Consequência directa das interacções gravíticas entre a Terra e os corpos celestes que lhe estão próximos (em particular o Sol e a Lua), as marés representam uma outra fonte de energia fornecida às águas do mar. No seu constante e ritmado movimento ascendente e descendente, avançando e recuando face ao litoral, penetrando nas reentrâncias da linha de costa, para delas sair e tornar a entrar, num vaivém interminável, as marés são geradoras de correntes susceptíveis de exercer erosão, transporte e redeposição de sedimentos, quer junto ao litoral, onde são mais visíveis, e conhecidas por correntes de maré, quer na plataforma continental, nomeadamente no seu bordo distal, na transição com a vertente continental.
Para além destas correntes, outras há com interferência na morfologia e na sedimentação litorais. Entre elas destacam-se as  geradas pela rotação da Terra e por diferenças de temperatura e de salinidade. 
O vento, a ondulação dele resultante e as correntes litorais a que dão origem, por um lado e, por outro, as marés e respectivas correntes são os principais agentes da dinâmica actuante no  litoral e, também, na plataforma continental (a chamada zona nerítica).
As características físicas da ondulação (altura, comprimento da onda, período, frequência, etc.) reflectem a energia disponível e dependem da intensidade do vento, da duração da sua incidência e da extensão e distância ao litoral de área soprada. Com poucas perdas de energia durante a propagação, as vagas atingem os litorais, exercendo aí erosão e transporte de sedimentos. Nos fundos arenosos não consolidados, situados a profundidades susceptíveis de sofrerem as acções das vagas, estas remobilizam uma parte mais superficial da cobertura móvel, em geral areias de quartzo e bioclásticas (conchas de moluscos trituradas), promovendo ressedimentação muito particular, reconhecida pelas marcas de ondulação  (ôndulas) que lhes são próprias.

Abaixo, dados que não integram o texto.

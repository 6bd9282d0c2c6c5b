//! Incumbent notifications.

use crate::solution::Solution;

/// Receives every new incumbent found by the annealer.
///
/// Called once with the starting solution (iteration 0, elapsed 0) and then
/// whenever the overall makespan strictly improves. The stopwatch is paused
/// while the callback runs, so its cost does not count against the time
/// budget.
///
/// Implemented for `()` (ignore everything), for any
/// `FnMut(&Solution, u64, u64)` closure and for [`IncumbentTrace`].
///
/// # Examples
///
/// ```
/// use u_upmsp::problem::ProblemInstance;
/// use u_upmsp::sa::{Annealer, AnnealerConfig};
///
/// let problem = ProblemInstance::from_fn(6, 2, |k, j| (k + j + 1) as u32, |_, _, _| 1).unwrap();
/// let config = AnnealerConfig::default().with_iteration_limit(100).with_seed(3);
///
/// let mut makespans = Vec::new();
/// let mut record = |best: &u_upmsp::solution::Solution<'_>, _iteration: u64, _nanos: u64| {
///     makespans.push(best.fresh().map(|view| view.makespan()));
/// };
/// let result = Annealer::run_with_callback(&problem, &config, &mut record);
/// assert_eq!(makespans.last().copied().flatten(), Some(result.best_makespan));
/// ```
pub trait IncumbentCallback {
    /// `incumbent` is refreshed; `elapsed_nanos` excludes paused time.
    fn on_new_incumbent(&mut self, incumbent: &Solution<'_>, iteration: u64, elapsed_nanos: u64);
}

impl IncumbentCallback for () {
    fn on_new_incumbent(&mut self, _: &Solution<'_>, _: u64, _: u64) {}
}

impl<F> IncumbentCallback for F
where
    F: FnMut(&Solution<'_>, u64, u64),
{
    fn on_new_incumbent(&mut self, incumbent: &Solution<'_>, iteration: u64, elapsed_nanos: u64) {
        self(incumbent, iteration, elapsed_nanos)
    }
}

/// An owned copy of one incumbent.
#[derive(Debug, Clone, PartialEq, Eq)]
#[cfg_attr(feature = "serde", derive(serde::Serialize, serde::Deserialize))]
pub struct Incumbent {
    /// Iteration at which it was found (0 for the starting solution).
    pub iteration: u64,
    /// Counted search time in nanoseconds.
    pub elapsed_nanos: u64,
    pub makespan: i64,
    pub sum_makespan: i64,
    /// Job order of every machine.
    pub sequences: Vec<Vec<usize>>,
}

/// Collects every incumbent of a run, in order.
#[derive(Debug, Clone, Default, PartialEq, Eq)]
#[cfg_attr(feature = "serde", derive(serde::Serialize, serde::Deserialize))]
pub struct IncumbentTrace {
    pub incumbents: Vec<Incumbent>,
}

impl IncumbentTrace {
    pub fn new() -> Self {
        Self::default()
    }

    /// The most recent incumbent.
    pub fn last(&self) -> Option<&Incumbent> {
        self.incumbents.last()
    }

    pub fn len(&self) -> usize {
        self.incumbents.len()
    }

    pub fn is_empty(&self) -> bool {
        self.incumbents.is_empty()
    }
}

impl IncumbentCallback for IncumbentTrace {
    fn on_new_incumbent(&mut self, incumbent: &Solution<'_>, iteration: u64, elapsed_nanos: u64) {
        let mut snapshot = incumbent.clone();
        let quality = snapshot.refresh().quality();
        self.incumbents.push(Incumbent {
            iteration,
            elapsed_nanos,
            makespan: quality.makespan,
            sum_makespan: quality.sum_makespan,
            sequences: snapshot.sequences().to_vec(),
        });
    }
}
//! Direct swap: exchange jobs between two machines in place.

use super::{partners, pick_pair, sources, Move};
use crate::solution::{Refreshed, Solution};
use rand::Rng;

pub(super) fn enumerate<'p, F>(scratch: &mut Solution<'p>, target: Option<usize>, visit: &mut F)
where
    F: FnMut(Refreshed<'_, 'p>, Move),
{
    let m = scratch.problem().m();
    for first_machine in sources(scratch, target) {
        for first_position in 0..scratch.count(first_machine) {
            for second_machine in partners(first_machine, m, target.is_some()) {
                for second_position in 0..scratch.count(second_machine) {
                    let a = scratch.job_at(first_machine, first_position);
                    let b = scratch.job_at(second_machine, second_position);
                    let e1 = scratch.replace(b, first_machine, first_position);
                    let e2 = scratch.replace(a, second_machine, second_position);
                    visit(
                        scratch.refresh(),
                        Move::DirectSwap {
                            first_machine,
                            first_position,
                            second_machine,
                            second_position,
                        },
                    );
                    scratch.revert(e2);
                    scratch.revert(e1);
                }
            }
        }
    }
}

pub(super) fn sample<R: Rng + ?Sized>(
    solution: &Solution<'_>,
    rng: &mut R,
    target: Option<usize>,
) -> Option<Move> {
    let (first_machine, second_machine) = pick_pair(solution, rng, target)?;
    let first_position = rng.random_range(0..solution.count(first_machine));
    let second_position = rng.random_range(0..solution.count(second_machine));
    Some(Move::DirectSwap {
        first_machine,
        first_position,
        second_machine,
        second_position,
    })
}
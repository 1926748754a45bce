//! Application state managed via Dioxus context.
//!
//! `AppState` bundles all reactive signals into a single struct provided via
//! `use_context_provider`. Child components retrieve it with `use_context::<AppState>()`.

use dioxus::prelude::*;
use spacex_db::Database;
use spacex_launch::launch_site::SiteFilter;
use spacex_launch::payload_range::PayloadRange;

#[derive(Clone, Copy)]
pub struct AppState {
    /// Launch table (None until loaded)
    pub db: Signal<Option<Database>>,
    /// Whether the app is still loading
    pub loading: Signal<bool>,
    /// Startup error; when set the dashboard never becomes interactive
    pub error_msg: Signal<Option<String>>,
    /// Site dropdown value
    pub selected_site: Signal<SiteFilter>,
    /// Payload slider lower handle (kg)
    pub payload_low: Signal<f64>,
    /// Payload slider upper handle (kg)
    pub payload_high: Signal<f64>,
}

impl AppState {
    /// Create a new AppState with default signal values: all sites and the
    /// full slider span.
    pub fn new() -> Self {
        let span = PayloadRange::slider_span();
        Self {
            db: Signal::new(None),
            loading: Signal::new(true),
            error_msg: Signal::new(None),
            selected_site: Signal::new(SiteFilter::All),
            payload_low: Signal::new(span.low),
            payload_high: Signal::new(span.high),
        }
    }

    /// Current slider position as an inclusive range.
    pub fn payload_range(&self) -> PayloadRange {
        PayloadRange::new((self.payload_low)(), (self.payload_high)())
    }
}
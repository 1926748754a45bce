use serde::{Deserialize, Serialize};

/// Launch outcome derived from the binary `class` column.
#[derive(Debug, Clone, Copy, PartialEq, Eq, Hash, PartialOrd, Ord, Serialize, Deserialize)]
pub enum Outcome {
    Failure,
    Success,
}

impl Outcome {
    /// 1 maps to `Success`, everything else to `Failure`. Records are
    /// validated to carry only 0 or 1 before they reach this point.
    pub fn from_class(class: u8) -> Self {
        if class == 1 {
            Outcome::Success
        } else {
            Outcome::Failure
        }
    }

    pub fn class(self) -> u8 {
        match self {
            Outcome::Failure => 0,
            Outcome::Success => 1,
        }
    }

    pub fn label(self) -> &'static str {
        match self {
            Outcome::Failure => "Failure",
            Outcome::Success => "Success",
        }
    }
}

#[cfg(test)]
mod tests {
    use super::Outcome;

    #[test]
    fn test_outcome_from_class() {
        assert_eq!(Outcome::from_class(1), Outcome::Success);
        assert_eq!(Outcome::from_class(0), Outcome::Failure);
        assert_eq!(Outcome::Success.class(), 1);
        assert_eq!(Outcome::Failure.label(), "Failure");
    }
}
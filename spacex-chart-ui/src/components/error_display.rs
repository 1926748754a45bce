use dioxus::prelude::*;

#[derive(Props, Clone, PartialEq)]
pub struct ErrorDisplayProps {
    pub message: String,
}

/// Startup error panel shown in place of the dashboard.
#[component]
pub fn ErrorDisplay(props: ErrorDisplayProps) -> Element {
    rsx! {
        div {
            style: "padding: 12px 16px; margin: 8px 0; background: #FFEBEE; color: #C62828; border-radius: 4px; border: 1px solid #EF9A9A;",
            strong { "Failed to start dashboard: " }
            "{props.message}"
        }
    }
}
//! Page title banner.

use dioxus::prelude::*;

#[derive(Props, Clone, PartialEq)]
pub struct DashboardTitleProps {
    pub title: String,
}

/// Centered page title.
#[component]
pub fn DashboardTitle(props: DashboardTitleProps) -> Element {
    rsx! {
        h1 {
            style: "text-align: center; color: #503D36; font-size: 40px; margin: 8px 0 16px 0;",
            "{props.title}"
        }
    }
}
//! SQL schema for the in-memory launch table.

/// Returns the full SQL schema as a single batch string.
///
/// `launches.row_index` is the 0-based position of the record in the source
/// CSV; every query that returns rows orders by it so results follow file
/// order.
pub fn create_schema() -> &'static str {
    r#"
    CREATE TABLE IF NOT EXISTS launches (
        row_index INTEGER PRIMARY KEY,
        flight_number INTEGER NOT NULL,
        launch_site TEXT NOT NULL,
        class INTEGER NOT NULL CHECK (class IN (0, 1)),
        payload_mass_kg REAL NOT NULL CHECK (payload_mass_kg >= 0),
        booster_version TEXT NOT NULL,
        booster_version_category TEXT NOT NULL
    );
    CREATE INDEX IF NOT EXISTS idx_launches_site ON launches(launch_site);
    CREATE INDEX IF NOT EXISTS idx_launches_payload ON launches(payload_mass_kg);
    "#
}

As vagas, desencadeadas por acção do vento, transmitem até ao litoral a energia que dele recebem e têm a sua acção erosiva grandemente potenciada pelo efeito abrasivo dos materiais (areias, seixos , blocos) que põem em movimento. Em resultado desta acção formam-se os litorais de erosão, ou catamórficos, caracterizados por arribas, ou falésias alcantiladas, que recuam à medida que aumenta a plataforma litoral ou de abrasão marinha. Deste recuo restam como testemunhos pontuações rochosas como, por exemplo, as que emergem do mar frente à praia de Dona Ana.
 Quando é o mar que recua, o litoral diz-se anamórfico ou de acumulação. Têm aqui lugar a praia, em geral arenosa (mas às vezes cascalhenta), e as dunas. Na sequência desta regressão do mar, a arriba fica liberta da erosão das vagas, passando a evoluir em ambiente subaéreo, até adquirir um perfil de equilíbrio ditado pela natureza e estrutura das rochas e pelas condições climáticas ambientais.
A praia é, na maior parte dos casos, uma acumulação instável de areia e algumas vezes de cascalho, seixos ou calhaus (três modos de referir os clastos mais grosseiros), no geral arredondados pela abrasão. Representa um ambiente onde o binómio morfologia-sedimentação se caracteriza por grande instabilidade. Qualquer modificação natural ou artificial introduzida na morfologia da praia ou no seu conteúdo sedimentar (areias e, eventualmente, cascalho) tem reflexos no balanço erosão-sedimentação. Como  faixa do litoral arenoso (algumas vezes de calhaus) exposta às vagas, compreende um domínio submarino (praia imersa) e outro subaéreo (praia emersa).
A praia imersa descobre-se na baixa-mar durante as marés vivas e corresponde ao domínio infralitoral ou infratidal (do inglês tide, que significa maré). Neste domínio, o perfil do fundo mostra, do mar para a terra, um talude, bancos de rebentação e uma faixa de espalho da onda. Para o largo segue-se o domínio circalitoral ou circatidal, na transição para a plataforma continental (offshore) onde só a ondulação de tempestade tem efeito dinâmico sobre o fundo.
A praia emersa corresponde ao domínio supralitoral ou supratidal, só ocupado por altura das marés vivas e durante as tempestades. É o domínio das dunas, dos salgados ou das marismas, das crostas calcárias ou dolomíticas, das lagunas evaporíticas, da cimentação vadosa promovida por águas infiltradas superficiais (do latim vadosus, atravessável a vau).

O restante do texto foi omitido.